Как и в прошлый приезд, пресса высоко оценила искусство советского цирка. Наши выступления в Бельгии стали регулярными. Во всяком случае, чуть ли не каждые два года мы показывали бельгийцам новые программы.
Побывали там программы с участием аттракциона "Львы на лошадях" Тамары и Александра Буслаевых и аттракциона под руководством Юрия Дурова.

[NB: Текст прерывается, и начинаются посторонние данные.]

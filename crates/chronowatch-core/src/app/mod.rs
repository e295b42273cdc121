//! Application state machine for the watch face, splits and options.

use heapless::Vec;
use log::debug;
use serde::{Deserialize, Serialize};

use crate::{
    input::{Button, ButtonEvent, Gesture, InputProvider},
    options::{Options, OverflowPolicy},
    persist::PersistedState,
    render::{CONFIRM_CHOICES, OptionRowView, OptionValue, Screen},
    reset::{HOLD_TEXT, RESET_HOLD_MS, ReleaseOutcome, ResetConfirmation, ResetPhase},
    splits::{AppendOutcome, PageDirection, SPLITS_PAGE_SIZE, SplitLine, SplitsBuffer},
    text::{DateText, Label, TimeText},
    timebase::{CivilTime, chrono_text, clock_text, date_text},
};

const CHRONO_DATE_TEXT: &str = "CHRONO";
const OPTIONS_LABEL: &str = "Options";
const RESET_LABEL: &str = "Reset";
const SPLIT_FULL_LABEL: &str = "Split Full";
const CLEAR_SPLITS_PROMPT: &str = "Clear splits?";
/// Index of "Yes" in [`CONFIRM_CHOICES`].
const CONFIRM_YES_CURSOR: u8 = 1;

#[derive(Clone, Copy, Debug, Eq, PartialEq)]
pub enum TickResult {
    NoRender,
    RenderRequested,
    /// The user asked to leave the app; persist and power down.
    CloseRequested,
}

#[derive(Clone, Copy, Debug, Eq, PartialEq)]
pub struct ChronoConfig {
    pub clock_24h: bool,
    pub reset_hold_ms: u32,
    pub title: &'static str,
}

impl Default for ChronoConfig {
    fn default() -> Self {
        Self {
            clock_24h: false,
            reset_hold_ms: RESET_HOLD_MS,
            title: "Chronowatch",
        }
    }
}

impl ChronoConfig {
    pub const fn with_clock_24h(mut self, clock_24h: bool) -> Self {
        self.clock_24h = clock_24h;
        self
    }

    pub const fn with_reset_hold_ms(mut self, reset_hold_ms: u32) -> Self {
        self.reset_hold_ms = reset_hold_ms;
        self
    }

    pub const fn with_title(mut self, title: &'static str) -> Self {
        self.title = title;
        self
    }
}

/// Which face the watch screen shows.
#[derive(Clone, Copy, Debug, Default, Eq, PartialEq, Serialize, Deserialize)]
pub enum DisplayMode {
    #[default]
    Clock,
    Chronometer,
}

impl DisplayMode {
    pub const fn toggled(self) -> Self {
        match self {
            Self::Clock => Self::Chronometer,
            Self::Chronometer => Self::Clock,
        }
    }
}

/// Chronometer run state. Kept across mode switches.
#[derive(Clone, Copy, Debug, Default, Eq, PartialEq, Serialize, Deserialize)]
pub enum RunState {
    #[default]
    Stopped,
    Running,
}

impl RunState {
    pub const fn toggled(self) -> Self {
        match self {
            Self::Stopped => Self::Running,
            Self::Running => Self::Stopped,
        }
    }
}

#[derive(Clone, Copy, Debug, Eq, PartialEq)]
enum UiState {
    Watch,
    Splits,
    Options { cursor: u8 },
    ConfirmClear { cursor: u8, from_splits: bool },
}

#[derive(Clone, Copy, Debug, Eq, PartialEq)]
enum OptionsRow {
    ResetClearsSplits,
    SplitsOverflow,
    Invert,
    Accent,
    ClearSplits,
    Back,
}

impl OptionsRow {
    const COUNT: u8 = 6;

    fn from_index(index: u8) -> Self {
        match index {
            0 => Self::ResetClearsSplits,
            1 => Self::SplitsOverflow,
            2 => Self::Invert,
            3 => Self::Accent,
            4 => Self::ClearSplits,
            _ => Self::Back,
        }
    }

    const fn index(self) -> u8 {
        self as u8
    }
}

pub struct ChronoApp<IN, const N: usize>
where
    IN: InputProvider,
{
    input: IN,
    config: ChronoConfig,
    ui: UiState,
    mode: DisplayMode,
    run: RunState,
    elapsed_secs: u32,
    has_been_reset: bool,
    time_text: TimeText,
    date_text: DateText,
    action_label: Label,
    splits: SplitsBuffer<N>,
    options: Options,
    reset: ResetConfirmation,
    last_now: Option<CivilTime>,
    pending_redraw: bool,
    close_requested: bool,
}

include!("view.rs");
include!("input.rs");
include!("runtime.rs");

fn rotate_down(current: u8, total: u8) -> u8 {
    if total == 0 { 0 } else { (current + 1) % total }
}

fn rotate_up(current: u8, total: u8) -> u8 {
    if total == 0 {
        0
    } else if current == 0 {
        total - 1
    } else {
        current - 1
    }
}

#[cfg(test)]
mod tests;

В 1965 году в Бельгии первые свои зарубежные гастроли провел созданный год назад первый коллектив "Цирк на льду". Спектакль этот вызвал восторг зрителей и прессы. Один из зрителей, некто Алексис Гедройц, прислал нам даже письмо, в котором подробно рассказывал о своих впечатлениях: "Здесь все так разнообразно, - писал он, - а главное, неожиданно. И только потом, разбирая свои впечатления, думаешь об исключительной оригинальности постановки, которая вводит зрителей в феерический мир плывущих по льду и летающих в воздухе волшебников". Дальше он перечисляет те номера, которые особенно ему понравились. Например, "Мистраль" на музыку С. Прокофьева он называет "феерическим, незабываемым балетом". Поразила его "девушка Таня Лебедева, исполнявшая сальто на палке-турнике", и клоун, "выступавший в роли главного администратора", - он видел в этой роли артиста В. Яновскиса. "Но самый коронный номер программы, конечно же, выступление медведей па коньках. Этого, по-моему, не было еще нигде на свете. Медвежий номер произвел у нас подлинный фурор. Впрочем, всего не перечислить, - заканчивает письмо наш корреспондент,- Московский "Цирк на льду" затмевает все, что когда-либо видели брюссельские зрители".